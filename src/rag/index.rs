// Vector index collaborator and an in-memory cosine implementation.
//
// The index stores chunk texts with a `doc_id` metadata entry and an
// embedding per chunk. Embeddings are either supplied by the caller (e.g.
// reused from similarity ranking) or computed on load with the index's
// embedder.

use std::collections::HashSet;
use std::path::Path;
use std::sync::Arc;

use anyhow::Context;
use async_trait::async_trait;
use serde::{Deserialize, Serialize};
use tracing::{debug, info};

use crate::embedding::traits::{embed_in_batches, Embedder};
use crate::error::{ChunkError, Result};
use crate::topics::similarity::{cosine_similarity, DEFAULT_EMBED_BATCH};

/// Metadata stored alongside each indexed chunk.
#[derive(Debug, Clone, PartialEq, Eq, Serialize, Deserialize)]
pub struct ChunkMetadata {
    pub doc_id: String,
}

/// One retrieved chunk. `distance` is cosine distance (`1 - similarity`).
#[derive(Debug, Clone, PartialEq, Serialize)]
pub struct IndexHit {
    pub id: String,
    pub document: String,
    pub metadata: ChunkMetadata,
    pub distance: f64,
}

/// A chunk as written by the chunking commands. Extra fields (spans,
/// metrics) are ignored when loading.
#[derive(Debug, Clone, PartialEq, Serialize, Deserialize)]
pub struct ChunkRecord {
    pub doc_id: String,
    pub chunk_id: String,
    pub text: String,
}

/// Load chunk records from a JSON array.
pub fn load_chunks(path: &Path) -> anyhow::Result<Vec<ChunkRecord>> {
    let json = std::fs::read_to_string(path)
        .with_context(|| format!("Failed to read chunks from {}", path.display()))?;
    serde_json::from_str(&json).with_context(|| format!("Failed to parse chunks in {}", path.display()))
}

#[async_trait]
pub trait VectorIndex: Send + Sync {
    /// Add chunks. `embeddings`, when given, must line up with `documents`.
    async fn add(
        &mut self,
        documents: Vec<String>,
        metadatas: Vec<ChunkMetadata>,
        ids: Vec<String>,
        embeddings: Option<Vec<Vec<f64>>>,
    ) -> Result<()>;

    /// For each query text, up to `n_results` hits, nearest first.
    async fn query(&self, query_texts: &[String], n_results: usize) -> Result<Vec<Vec<IndexHit>>>;

    fn len(&self) -> usize;

    fn is_empty(&self) -> bool {
        self.len() == 0
    }
}

struct Entry {
    id: String,
    document: String,
    metadata: ChunkMetadata,
    embedding: Vec<f64>,
}

/// Brute-force cosine index held in memory.
pub struct InMemoryIndex {
    name: String,
    embedder: Arc<dyn Embedder>,
    entries: Vec<Entry>,
    ids: HashSet<String>,
}

impl InMemoryIndex {
    pub fn new(name: impl Into<String>, embedder: Arc<dyn Embedder>) -> Self {
        let name = name.into();
        info!(index = %name, "Created index");
        Self {
            name,
            embedder,
            entries: Vec::new(),
            ids: HashSet::new(),
        }
    }

    pub fn name(&self) -> &str {
        &self.name
    }

    /// Build an index over `chunks`, embedding them on load.
    pub async fn from_chunks(
        name: impl Into<String>,
        embedder: Arc<dyn Embedder>,
        chunks: Vec<ChunkRecord>,
    ) -> Result<Self> {
        let mut index = Self::new(name, embedder);
        let mut documents = Vec::with_capacity(chunks.len());
        let mut metadatas = Vec::with_capacity(chunks.len());
        let mut ids = Vec::with_capacity(chunks.len());
        for chunk in chunks {
            documents.push(chunk.text);
            metadatas.push(ChunkMetadata {
                doc_id: chunk.doc_id,
            });
            ids.push(chunk.chunk_id);
        }
        index.add(documents, metadatas, ids, None).await?;
        Ok(index)
    }
}

#[async_trait]
impl VectorIndex for InMemoryIndex {
    async fn add(
        &mut self,
        documents: Vec<String>,
        metadatas: Vec<ChunkMetadata>,
        ids: Vec<String>,
        embeddings: Option<Vec<Vec<f64>>>,
    ) -> Result<()> {
        if metadatas.len() != documents.len() || ids.len() != documents.len() {
            return Err(ChunkError::invalid(format!(
                "index add: {} documents, {} metadatas, {} ids",
                documents.len(),
                metadatas.len(),
                ids.len()
            )));
        }

        let mut batch_ids = HashSet::new();
        for id in &ids {
            if self.ids.contains(id) || !batch_ids.insert(id.as_str()) {
                return Err(ChunkError::invalid(format!("duplicate index id: {id}")));
            }
        }

        let embeddings = match embeddings {
            Some(embeddings) => {
                if embeddings.len() != documents.len() {
                    return Err(ChunkError::invalid(format!(
                        "index add: {} embeddings for {} documents",
                        embeddings.len(),
                        documents.len()
                    )));
                }
                info!(index = %self.name, count = documents.len(), "Adding pre-generated embeddings");
                embeddings
            }
            None => {
                info!(index = %self.name, count = documents.len(), "Generating embeddings on load");
                embed_in_batches(self.embedder.as_ref(), &documents, DEFAULT_EMBED_BATCH).await?
            }
        };

        for (((id, document), metadata), embedding) in
            ids.into_iter().zip(documents).zip(metadatas).zip(embeddings)
        {
            self.ids.insert(id.clone());
            self.entries.push(Entry {
                id,
                document,
                metadata,
                embedding,
            });
        }

        Ok(())
    }

    async fn query(&self, query_texts: &[String], n_results: usize) -> Result<Vec<Vec<IndexHit>>> {
        let query_vectors = self.embedder.embed(query_texts).await?;

        let results = query_vectors
            .iter()
            .map(|query| {
                let mut scored: Vec<(f64, &Entry)> = self
                    .entries
                    .iter()
                    .map(|e| (1.0 - cosine_similarity(query, &e.embedding), e))
                    .collect();
                // Stable: equal distances keep insertion order
                scored.sort_by(|a, b| a.0.total_cmp(&b.0));

                scored
                    .into_iter()
                    .take(n_results)
                    .map(|(distance, e)| IndexHit {
                        id: e.id.clone(),
                        document: e.document.clone(),
                        metadata: e.metadata.clone(),
                        distance,
                    })
                    .collect()
            })
            .collect();

        debug!(
            index = %self.name,
            queries = query_texts.len(),
            n_results,
            "Queried index"
        );

        Ok(results)
    }

    fn len(&self) -> usize {
        self.entries.len()
    }
}

#[cfg(test)]
mod tests {
    use super::*;
    use crate::error::ServiceError;

    /// Maps a text to [count of "a", count of "b"].
    struct LetterEmbedder;

    #[async_trait]
    impl Embedder for LetterEmbedder {
        async fn embed(&self, texts: &[String]) -> std::result::Result<Vec<Vec<f64>>, ServiceError> {
            Ok(texts
                .iter()
                .map(|t| {
                    vec![
                        t.matches('a').count() as f64,
                        t.matches('b').count() as f64,
                    ]
                })
                .collect())
        }
    }

    fn meta(doc: &str) -> ChunkMetadata {
        ChunkMetadata {
            doc_id: doc.to_string(),
        }
    }

    fn strings(items: &[&str]) -> Vec<String> {
        items.iter().map(|s| s.to_string()).collect()
    }

    #[tokio::test]
    async fn test_query_ranks_nearest_first() {
        let mut index = InMemoryIndex::new("test", Arc::new(LetterEmbedder));
        index
            .add(
                strings(&["aaaa", "bbbb", "aabb"]),
                vec![meta("d1"), meta("d2"), meta("d3")],
                strings(&["c1", "c2", "c3"]),
                None,
            )
            .await
            .unwrap();

        let hits = index.query(&strings(&["a"]), 2).await.unwrap();
        assert_eq!(hits.len(), 1);
        let ids: Vec<&str> = hits[0].iter().map(|h| h.id.as_str()).collect();
        assert_eq!(ids, vec!["c1", "c3"]);
        assert!(hits[0][0].distance.abs() < 1e-12);
        assert_eq!(hits[0][0].metadata.doc_id, "d1");
    }

    #[tokio::test]
    async fn test_pre_generated_embeddings_are_used() {
        let mut index = InMemoryIndex::new("test", Arc::new(LetterEmbedder));
        index
            .add(
                strings(&["text without letters"]),
                vec![meta("d")],
                strings(&["x"]),
                Some(vec![vec![0.0, 1.0]]),
            )
            .await
            .unwrap();
        let hits = index.query(&strings(&["b"]), 5).await.unwrap();
        assert!(hits[0][0].distance.abs() < 1e-12);
    }

    #[tokio::test]
    async fn test_duplicate_ids_rejected() {
        let mut index = InMemoryIndex::new("test", Arc::new(LetterEmbedder));
        index
            .add(strings(&["a"]), vec![meta("d")], strings(&["x"]), None)
            .await
            .unwrap();
        let again = index
            .add(strings(&["b"]), vec![meta("d")], strings(&["x"]), None)
            .await;
        assert!(matches!(again, Err(ChunkError::InputValidation(_))));
        assert_eq!(index.len(), 1);
    }

    #[tokio::test]
    async fn test_from_chunks_and_load() {
        let json = r#"[
            {"doc_id": "d1", "chunk_id": "c1", "text": "aaa", "start": 0, "end": 2, "max_metric": 0.5},
            {"doc_id": "d2", "chunk_id": "c2", "text": "bbb"}
        ]"#;
        let path = std::env::temp_dir().join(format!("chunkscope-chunks-{}.json", std::process::id()));
        std::fs::write(&path, json).unwrap();
        let chunks = load_chunks(&path).unwrap();
        std::fs::remove_file(&path).unwrap();

        let index = InMemoryIndex::from_chunks("t", Arc::new(LetterEmbedder), chunks)
            .await
            .unwrap();
        assert_eq!(index.len(), 2);
        let hits = index.query(&strings(&["b"]), 1).await.unwrap();
        assert_eq!(hits[0][0].metadata.doc_id, "d2");
    }

    #[tokio::test]
    async fn test_mismatched_lengths_rejected() {
        let mut index = InMemoryIndex::new("test", Arc::new(LetterEmbedder));
        let result = index
            .add(strings(&["a", "b"]), vec![meta("d")], strings(&["x", "y"]), None)
            .await;
        assert!(result.is_err());
        assert!(index.is_empty());
    }
}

- BRIEF:
In the listing above, find each line with the word "return" and copy it.

- REPLY:
            return Err(ChunkError::invalid(format!(
                return Err(ChunkError::invalid(format!("duplicate index id: {id}")));
                    return Err(ChunkError::invalid(format!(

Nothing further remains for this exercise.